**What you should do:** In the data below, find the lines containing "const" and say how many there are, nothing more.

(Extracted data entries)
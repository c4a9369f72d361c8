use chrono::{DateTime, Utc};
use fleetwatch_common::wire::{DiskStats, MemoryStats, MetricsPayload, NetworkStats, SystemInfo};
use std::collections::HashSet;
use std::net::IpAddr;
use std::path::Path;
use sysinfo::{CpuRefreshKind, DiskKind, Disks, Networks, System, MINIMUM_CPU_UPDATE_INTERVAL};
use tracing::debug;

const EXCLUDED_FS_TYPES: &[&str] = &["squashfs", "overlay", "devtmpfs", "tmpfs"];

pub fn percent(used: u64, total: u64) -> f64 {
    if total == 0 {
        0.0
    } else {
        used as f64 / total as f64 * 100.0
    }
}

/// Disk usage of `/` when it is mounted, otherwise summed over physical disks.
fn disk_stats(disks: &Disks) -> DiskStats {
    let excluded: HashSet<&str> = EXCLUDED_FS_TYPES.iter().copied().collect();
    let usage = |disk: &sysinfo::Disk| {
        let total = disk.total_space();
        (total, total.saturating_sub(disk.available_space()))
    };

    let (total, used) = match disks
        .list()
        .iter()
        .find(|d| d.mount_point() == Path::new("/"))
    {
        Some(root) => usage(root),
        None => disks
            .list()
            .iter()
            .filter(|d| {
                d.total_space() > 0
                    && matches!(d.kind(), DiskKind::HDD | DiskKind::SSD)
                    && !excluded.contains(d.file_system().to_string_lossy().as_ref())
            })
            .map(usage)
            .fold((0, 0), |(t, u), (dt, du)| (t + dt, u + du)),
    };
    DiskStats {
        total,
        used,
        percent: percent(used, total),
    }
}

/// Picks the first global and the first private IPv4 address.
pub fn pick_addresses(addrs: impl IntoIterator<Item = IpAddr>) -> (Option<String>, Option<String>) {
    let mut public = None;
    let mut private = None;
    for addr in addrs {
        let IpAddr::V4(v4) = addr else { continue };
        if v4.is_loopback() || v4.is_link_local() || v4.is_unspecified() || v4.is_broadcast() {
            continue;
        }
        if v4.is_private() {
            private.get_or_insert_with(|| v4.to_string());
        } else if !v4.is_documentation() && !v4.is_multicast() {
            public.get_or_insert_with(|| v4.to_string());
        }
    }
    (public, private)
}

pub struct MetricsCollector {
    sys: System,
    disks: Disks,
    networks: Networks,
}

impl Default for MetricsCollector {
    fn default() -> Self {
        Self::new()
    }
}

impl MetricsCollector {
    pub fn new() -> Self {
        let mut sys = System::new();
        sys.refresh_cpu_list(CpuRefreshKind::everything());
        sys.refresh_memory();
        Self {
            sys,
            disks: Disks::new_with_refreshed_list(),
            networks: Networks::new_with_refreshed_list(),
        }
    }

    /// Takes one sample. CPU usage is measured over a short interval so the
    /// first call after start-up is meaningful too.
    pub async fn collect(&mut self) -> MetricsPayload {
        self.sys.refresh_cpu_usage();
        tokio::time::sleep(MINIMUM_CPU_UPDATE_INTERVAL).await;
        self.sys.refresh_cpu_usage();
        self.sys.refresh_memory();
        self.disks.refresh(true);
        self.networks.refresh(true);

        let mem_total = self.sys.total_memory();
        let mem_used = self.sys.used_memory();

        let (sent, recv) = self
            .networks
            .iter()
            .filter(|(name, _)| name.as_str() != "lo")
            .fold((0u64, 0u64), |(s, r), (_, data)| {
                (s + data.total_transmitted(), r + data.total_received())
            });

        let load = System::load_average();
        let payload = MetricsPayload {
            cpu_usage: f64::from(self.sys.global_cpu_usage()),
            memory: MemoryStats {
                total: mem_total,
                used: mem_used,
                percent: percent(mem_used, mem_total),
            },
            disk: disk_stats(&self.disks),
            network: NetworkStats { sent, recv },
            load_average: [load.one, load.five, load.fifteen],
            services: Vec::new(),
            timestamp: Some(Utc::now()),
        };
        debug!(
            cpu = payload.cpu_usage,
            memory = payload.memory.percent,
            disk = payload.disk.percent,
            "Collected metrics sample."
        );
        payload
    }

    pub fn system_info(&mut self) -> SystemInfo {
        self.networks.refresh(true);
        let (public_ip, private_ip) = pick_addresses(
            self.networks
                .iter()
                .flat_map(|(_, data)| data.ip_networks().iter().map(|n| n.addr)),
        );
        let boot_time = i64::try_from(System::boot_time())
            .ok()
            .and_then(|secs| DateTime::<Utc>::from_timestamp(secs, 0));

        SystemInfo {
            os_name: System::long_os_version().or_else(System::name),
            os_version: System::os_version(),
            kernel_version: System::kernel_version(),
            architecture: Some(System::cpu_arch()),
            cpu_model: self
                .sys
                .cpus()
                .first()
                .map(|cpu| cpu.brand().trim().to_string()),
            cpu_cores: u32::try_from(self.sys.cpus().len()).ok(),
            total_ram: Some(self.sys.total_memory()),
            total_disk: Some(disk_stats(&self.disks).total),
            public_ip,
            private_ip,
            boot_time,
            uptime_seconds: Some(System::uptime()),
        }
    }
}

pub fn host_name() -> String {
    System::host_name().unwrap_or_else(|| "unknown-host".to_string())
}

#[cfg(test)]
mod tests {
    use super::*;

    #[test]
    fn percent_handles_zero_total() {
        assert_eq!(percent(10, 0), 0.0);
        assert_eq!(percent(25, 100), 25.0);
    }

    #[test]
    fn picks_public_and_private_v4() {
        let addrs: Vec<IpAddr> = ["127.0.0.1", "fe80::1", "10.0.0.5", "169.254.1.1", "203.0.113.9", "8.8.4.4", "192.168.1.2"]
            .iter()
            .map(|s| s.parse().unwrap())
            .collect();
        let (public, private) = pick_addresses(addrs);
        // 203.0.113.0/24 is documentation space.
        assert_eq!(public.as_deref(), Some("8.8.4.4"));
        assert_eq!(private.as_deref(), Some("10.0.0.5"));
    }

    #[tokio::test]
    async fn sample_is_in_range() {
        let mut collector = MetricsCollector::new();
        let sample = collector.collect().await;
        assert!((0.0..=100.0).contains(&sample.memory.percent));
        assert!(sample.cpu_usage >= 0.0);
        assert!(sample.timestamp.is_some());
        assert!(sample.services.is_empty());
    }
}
...
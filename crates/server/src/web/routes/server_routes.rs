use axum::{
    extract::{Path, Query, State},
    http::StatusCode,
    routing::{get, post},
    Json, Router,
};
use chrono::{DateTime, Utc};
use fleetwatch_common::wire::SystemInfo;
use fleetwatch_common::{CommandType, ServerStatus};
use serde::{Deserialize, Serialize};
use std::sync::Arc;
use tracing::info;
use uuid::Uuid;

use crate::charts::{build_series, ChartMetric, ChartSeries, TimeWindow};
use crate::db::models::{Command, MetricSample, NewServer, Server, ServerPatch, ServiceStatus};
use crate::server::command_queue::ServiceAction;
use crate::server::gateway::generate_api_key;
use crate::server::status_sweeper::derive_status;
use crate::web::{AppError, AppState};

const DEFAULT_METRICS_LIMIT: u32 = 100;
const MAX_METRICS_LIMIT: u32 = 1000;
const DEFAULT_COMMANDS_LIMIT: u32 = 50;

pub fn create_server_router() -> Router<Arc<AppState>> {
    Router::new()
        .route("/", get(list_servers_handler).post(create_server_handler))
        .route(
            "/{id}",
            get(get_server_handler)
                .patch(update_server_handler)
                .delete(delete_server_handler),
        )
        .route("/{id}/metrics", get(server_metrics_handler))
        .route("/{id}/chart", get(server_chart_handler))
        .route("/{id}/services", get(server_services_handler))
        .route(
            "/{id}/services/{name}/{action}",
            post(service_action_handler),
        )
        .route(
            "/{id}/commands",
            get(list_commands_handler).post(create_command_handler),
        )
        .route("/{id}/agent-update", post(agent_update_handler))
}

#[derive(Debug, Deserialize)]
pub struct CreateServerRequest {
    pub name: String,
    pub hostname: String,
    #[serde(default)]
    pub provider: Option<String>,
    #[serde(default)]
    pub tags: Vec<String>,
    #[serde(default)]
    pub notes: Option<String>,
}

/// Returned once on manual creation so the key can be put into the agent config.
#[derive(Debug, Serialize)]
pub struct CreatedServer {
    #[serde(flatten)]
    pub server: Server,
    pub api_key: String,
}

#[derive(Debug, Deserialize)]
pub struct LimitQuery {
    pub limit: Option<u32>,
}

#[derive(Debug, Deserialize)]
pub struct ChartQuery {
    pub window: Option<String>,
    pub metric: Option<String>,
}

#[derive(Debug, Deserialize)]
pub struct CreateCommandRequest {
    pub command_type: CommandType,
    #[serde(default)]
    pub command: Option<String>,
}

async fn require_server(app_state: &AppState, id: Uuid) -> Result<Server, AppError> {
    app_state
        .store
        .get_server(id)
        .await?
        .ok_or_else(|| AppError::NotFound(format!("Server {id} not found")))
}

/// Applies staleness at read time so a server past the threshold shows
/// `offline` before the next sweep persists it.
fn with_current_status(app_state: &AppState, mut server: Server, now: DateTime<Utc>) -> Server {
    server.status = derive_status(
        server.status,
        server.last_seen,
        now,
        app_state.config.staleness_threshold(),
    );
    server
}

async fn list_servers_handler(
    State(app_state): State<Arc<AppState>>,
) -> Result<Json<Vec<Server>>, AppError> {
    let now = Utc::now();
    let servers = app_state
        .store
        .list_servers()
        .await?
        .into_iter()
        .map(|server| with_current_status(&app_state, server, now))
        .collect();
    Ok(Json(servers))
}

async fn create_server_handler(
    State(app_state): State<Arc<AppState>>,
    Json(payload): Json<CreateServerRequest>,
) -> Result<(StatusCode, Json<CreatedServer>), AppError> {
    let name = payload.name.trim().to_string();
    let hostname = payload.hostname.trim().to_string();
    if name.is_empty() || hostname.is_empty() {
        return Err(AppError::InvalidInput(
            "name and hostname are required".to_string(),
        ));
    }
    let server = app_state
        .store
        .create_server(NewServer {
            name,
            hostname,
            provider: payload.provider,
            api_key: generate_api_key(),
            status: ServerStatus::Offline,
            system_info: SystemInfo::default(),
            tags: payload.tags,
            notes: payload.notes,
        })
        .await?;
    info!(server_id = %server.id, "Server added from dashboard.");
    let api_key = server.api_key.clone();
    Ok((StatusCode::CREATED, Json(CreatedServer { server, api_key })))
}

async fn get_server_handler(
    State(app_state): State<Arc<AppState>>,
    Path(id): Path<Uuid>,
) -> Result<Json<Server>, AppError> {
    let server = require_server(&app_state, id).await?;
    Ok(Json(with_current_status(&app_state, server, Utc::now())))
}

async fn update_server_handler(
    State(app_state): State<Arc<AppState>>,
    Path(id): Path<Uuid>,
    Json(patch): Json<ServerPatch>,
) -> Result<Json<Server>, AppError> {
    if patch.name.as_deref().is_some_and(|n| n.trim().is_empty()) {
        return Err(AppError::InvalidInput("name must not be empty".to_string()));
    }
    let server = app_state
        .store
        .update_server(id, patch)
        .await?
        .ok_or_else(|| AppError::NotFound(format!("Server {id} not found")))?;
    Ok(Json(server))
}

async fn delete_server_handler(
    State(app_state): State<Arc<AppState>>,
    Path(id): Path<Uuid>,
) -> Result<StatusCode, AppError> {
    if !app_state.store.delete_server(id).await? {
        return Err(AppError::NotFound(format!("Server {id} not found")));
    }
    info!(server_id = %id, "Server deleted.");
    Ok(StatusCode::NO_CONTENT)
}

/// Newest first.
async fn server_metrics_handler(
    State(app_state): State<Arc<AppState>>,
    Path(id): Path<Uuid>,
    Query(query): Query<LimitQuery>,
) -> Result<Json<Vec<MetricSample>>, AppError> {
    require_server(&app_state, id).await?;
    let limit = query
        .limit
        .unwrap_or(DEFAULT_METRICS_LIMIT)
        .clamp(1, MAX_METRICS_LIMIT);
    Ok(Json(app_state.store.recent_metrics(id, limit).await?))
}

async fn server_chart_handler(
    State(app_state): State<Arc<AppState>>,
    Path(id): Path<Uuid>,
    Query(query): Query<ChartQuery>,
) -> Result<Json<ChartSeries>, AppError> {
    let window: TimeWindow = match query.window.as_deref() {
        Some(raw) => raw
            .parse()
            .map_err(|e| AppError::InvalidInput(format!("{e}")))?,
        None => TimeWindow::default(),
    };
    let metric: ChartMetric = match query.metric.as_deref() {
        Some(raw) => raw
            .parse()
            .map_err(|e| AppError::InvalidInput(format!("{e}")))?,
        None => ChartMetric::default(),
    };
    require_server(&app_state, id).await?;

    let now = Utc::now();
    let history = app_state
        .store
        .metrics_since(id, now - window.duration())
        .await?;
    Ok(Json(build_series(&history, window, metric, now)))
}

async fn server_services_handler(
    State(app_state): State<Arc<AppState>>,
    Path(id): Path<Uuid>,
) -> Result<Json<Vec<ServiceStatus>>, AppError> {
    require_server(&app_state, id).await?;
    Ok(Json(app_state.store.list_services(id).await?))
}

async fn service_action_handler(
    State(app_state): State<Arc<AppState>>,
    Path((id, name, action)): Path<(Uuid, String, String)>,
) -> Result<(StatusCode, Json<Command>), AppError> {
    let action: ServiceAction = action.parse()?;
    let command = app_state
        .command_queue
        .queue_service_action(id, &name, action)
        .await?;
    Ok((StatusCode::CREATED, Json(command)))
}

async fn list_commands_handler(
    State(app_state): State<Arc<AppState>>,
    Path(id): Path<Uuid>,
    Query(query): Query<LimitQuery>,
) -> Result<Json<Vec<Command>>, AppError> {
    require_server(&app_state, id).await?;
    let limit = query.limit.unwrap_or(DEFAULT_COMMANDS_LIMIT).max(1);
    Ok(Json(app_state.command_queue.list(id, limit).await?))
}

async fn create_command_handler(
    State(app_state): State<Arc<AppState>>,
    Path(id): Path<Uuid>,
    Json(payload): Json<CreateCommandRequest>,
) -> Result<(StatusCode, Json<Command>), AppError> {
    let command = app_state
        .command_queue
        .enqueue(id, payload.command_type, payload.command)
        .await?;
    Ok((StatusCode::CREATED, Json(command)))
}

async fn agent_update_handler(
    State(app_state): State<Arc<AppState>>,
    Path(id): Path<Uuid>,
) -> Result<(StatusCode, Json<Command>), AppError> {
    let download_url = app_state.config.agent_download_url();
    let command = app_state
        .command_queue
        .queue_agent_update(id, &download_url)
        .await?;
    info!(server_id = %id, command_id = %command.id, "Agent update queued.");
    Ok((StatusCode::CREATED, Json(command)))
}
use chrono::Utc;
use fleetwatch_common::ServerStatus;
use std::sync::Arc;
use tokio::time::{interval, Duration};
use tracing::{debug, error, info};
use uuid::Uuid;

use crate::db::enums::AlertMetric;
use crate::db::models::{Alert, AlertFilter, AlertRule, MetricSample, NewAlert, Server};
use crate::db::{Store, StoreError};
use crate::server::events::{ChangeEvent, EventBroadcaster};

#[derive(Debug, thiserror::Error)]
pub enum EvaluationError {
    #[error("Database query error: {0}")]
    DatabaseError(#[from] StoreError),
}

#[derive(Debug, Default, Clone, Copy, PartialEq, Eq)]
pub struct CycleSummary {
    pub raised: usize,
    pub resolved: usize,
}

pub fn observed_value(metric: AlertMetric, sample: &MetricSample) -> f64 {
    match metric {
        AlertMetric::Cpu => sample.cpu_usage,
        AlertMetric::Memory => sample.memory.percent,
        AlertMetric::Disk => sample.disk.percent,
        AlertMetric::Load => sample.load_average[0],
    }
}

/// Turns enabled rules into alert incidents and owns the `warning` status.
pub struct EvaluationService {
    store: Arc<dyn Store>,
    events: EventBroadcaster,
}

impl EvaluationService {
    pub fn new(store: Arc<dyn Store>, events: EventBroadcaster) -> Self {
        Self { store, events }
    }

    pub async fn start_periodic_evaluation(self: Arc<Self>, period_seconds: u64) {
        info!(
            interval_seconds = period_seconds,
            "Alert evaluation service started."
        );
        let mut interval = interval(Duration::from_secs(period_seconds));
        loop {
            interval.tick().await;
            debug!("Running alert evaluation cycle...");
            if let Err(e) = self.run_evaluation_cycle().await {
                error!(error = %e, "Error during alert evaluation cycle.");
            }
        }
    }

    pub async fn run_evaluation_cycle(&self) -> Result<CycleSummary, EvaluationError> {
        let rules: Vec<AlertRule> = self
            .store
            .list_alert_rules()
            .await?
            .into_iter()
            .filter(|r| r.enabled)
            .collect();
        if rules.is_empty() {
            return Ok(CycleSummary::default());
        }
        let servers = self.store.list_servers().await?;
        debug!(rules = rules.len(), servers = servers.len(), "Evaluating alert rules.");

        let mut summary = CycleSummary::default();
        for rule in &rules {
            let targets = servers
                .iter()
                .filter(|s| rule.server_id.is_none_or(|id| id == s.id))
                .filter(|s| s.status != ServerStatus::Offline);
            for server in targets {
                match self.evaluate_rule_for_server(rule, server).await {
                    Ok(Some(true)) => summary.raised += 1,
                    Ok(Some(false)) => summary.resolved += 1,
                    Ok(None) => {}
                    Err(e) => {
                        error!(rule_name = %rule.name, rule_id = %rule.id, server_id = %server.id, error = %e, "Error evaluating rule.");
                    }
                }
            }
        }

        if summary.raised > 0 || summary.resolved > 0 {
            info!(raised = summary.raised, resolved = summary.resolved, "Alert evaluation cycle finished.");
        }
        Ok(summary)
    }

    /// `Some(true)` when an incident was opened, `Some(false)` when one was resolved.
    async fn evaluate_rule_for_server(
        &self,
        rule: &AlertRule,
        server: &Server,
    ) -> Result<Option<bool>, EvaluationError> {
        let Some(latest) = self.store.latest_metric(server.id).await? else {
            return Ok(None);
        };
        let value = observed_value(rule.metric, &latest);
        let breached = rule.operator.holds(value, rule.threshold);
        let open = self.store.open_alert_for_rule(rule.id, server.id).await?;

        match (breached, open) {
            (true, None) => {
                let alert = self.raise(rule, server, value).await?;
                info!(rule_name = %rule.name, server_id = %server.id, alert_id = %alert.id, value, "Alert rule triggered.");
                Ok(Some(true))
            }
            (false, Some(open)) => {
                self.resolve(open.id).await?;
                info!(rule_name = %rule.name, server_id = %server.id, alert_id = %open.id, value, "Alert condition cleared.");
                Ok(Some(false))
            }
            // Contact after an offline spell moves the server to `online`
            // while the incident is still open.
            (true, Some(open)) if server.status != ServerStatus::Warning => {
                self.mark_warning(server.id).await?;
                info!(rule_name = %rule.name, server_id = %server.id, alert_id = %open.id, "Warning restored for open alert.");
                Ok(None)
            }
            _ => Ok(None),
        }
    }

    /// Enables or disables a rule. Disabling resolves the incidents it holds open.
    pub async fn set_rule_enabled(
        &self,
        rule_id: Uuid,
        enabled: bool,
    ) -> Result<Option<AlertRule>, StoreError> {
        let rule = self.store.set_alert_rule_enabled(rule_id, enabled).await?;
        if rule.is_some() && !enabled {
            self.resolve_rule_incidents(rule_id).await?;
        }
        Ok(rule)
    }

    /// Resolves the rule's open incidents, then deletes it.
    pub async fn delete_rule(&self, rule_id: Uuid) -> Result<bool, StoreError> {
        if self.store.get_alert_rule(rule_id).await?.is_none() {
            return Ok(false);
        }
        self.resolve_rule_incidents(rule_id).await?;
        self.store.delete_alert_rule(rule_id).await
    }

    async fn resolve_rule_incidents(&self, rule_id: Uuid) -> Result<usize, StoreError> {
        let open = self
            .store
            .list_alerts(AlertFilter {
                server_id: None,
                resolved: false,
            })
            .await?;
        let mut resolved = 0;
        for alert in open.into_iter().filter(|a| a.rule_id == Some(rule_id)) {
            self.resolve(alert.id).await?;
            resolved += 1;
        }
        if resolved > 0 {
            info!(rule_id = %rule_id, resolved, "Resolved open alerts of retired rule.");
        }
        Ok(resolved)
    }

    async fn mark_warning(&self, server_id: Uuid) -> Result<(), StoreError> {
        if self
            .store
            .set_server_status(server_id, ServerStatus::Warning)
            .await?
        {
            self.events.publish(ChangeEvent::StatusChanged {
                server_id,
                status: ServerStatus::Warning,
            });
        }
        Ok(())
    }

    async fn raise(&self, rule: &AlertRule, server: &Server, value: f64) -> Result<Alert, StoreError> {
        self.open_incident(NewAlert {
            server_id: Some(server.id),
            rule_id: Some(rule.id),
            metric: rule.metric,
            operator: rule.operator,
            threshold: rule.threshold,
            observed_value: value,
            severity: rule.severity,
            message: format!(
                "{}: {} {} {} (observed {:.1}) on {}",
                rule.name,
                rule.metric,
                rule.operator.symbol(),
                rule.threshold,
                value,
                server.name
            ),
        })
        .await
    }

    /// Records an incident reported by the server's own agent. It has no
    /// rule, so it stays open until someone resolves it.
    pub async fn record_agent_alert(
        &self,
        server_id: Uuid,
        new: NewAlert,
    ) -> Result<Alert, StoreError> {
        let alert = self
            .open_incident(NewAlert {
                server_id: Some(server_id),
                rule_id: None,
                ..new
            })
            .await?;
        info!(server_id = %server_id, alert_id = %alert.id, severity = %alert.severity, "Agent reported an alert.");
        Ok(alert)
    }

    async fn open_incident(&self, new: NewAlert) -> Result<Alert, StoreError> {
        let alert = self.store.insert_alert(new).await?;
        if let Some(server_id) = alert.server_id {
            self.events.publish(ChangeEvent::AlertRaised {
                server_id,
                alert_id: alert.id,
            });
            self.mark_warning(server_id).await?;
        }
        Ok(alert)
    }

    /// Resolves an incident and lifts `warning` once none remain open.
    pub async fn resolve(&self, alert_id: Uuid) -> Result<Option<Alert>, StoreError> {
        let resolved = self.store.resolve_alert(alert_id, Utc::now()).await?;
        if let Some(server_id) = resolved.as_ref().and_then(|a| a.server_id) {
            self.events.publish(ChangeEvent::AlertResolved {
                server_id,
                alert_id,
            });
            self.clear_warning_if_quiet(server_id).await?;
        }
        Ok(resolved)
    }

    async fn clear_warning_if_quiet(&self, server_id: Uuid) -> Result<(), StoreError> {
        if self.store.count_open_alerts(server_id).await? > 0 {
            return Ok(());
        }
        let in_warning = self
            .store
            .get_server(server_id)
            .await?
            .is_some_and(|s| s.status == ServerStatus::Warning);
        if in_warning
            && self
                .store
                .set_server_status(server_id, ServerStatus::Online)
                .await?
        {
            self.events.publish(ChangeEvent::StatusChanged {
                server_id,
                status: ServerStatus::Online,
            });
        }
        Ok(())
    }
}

**Solution:** 4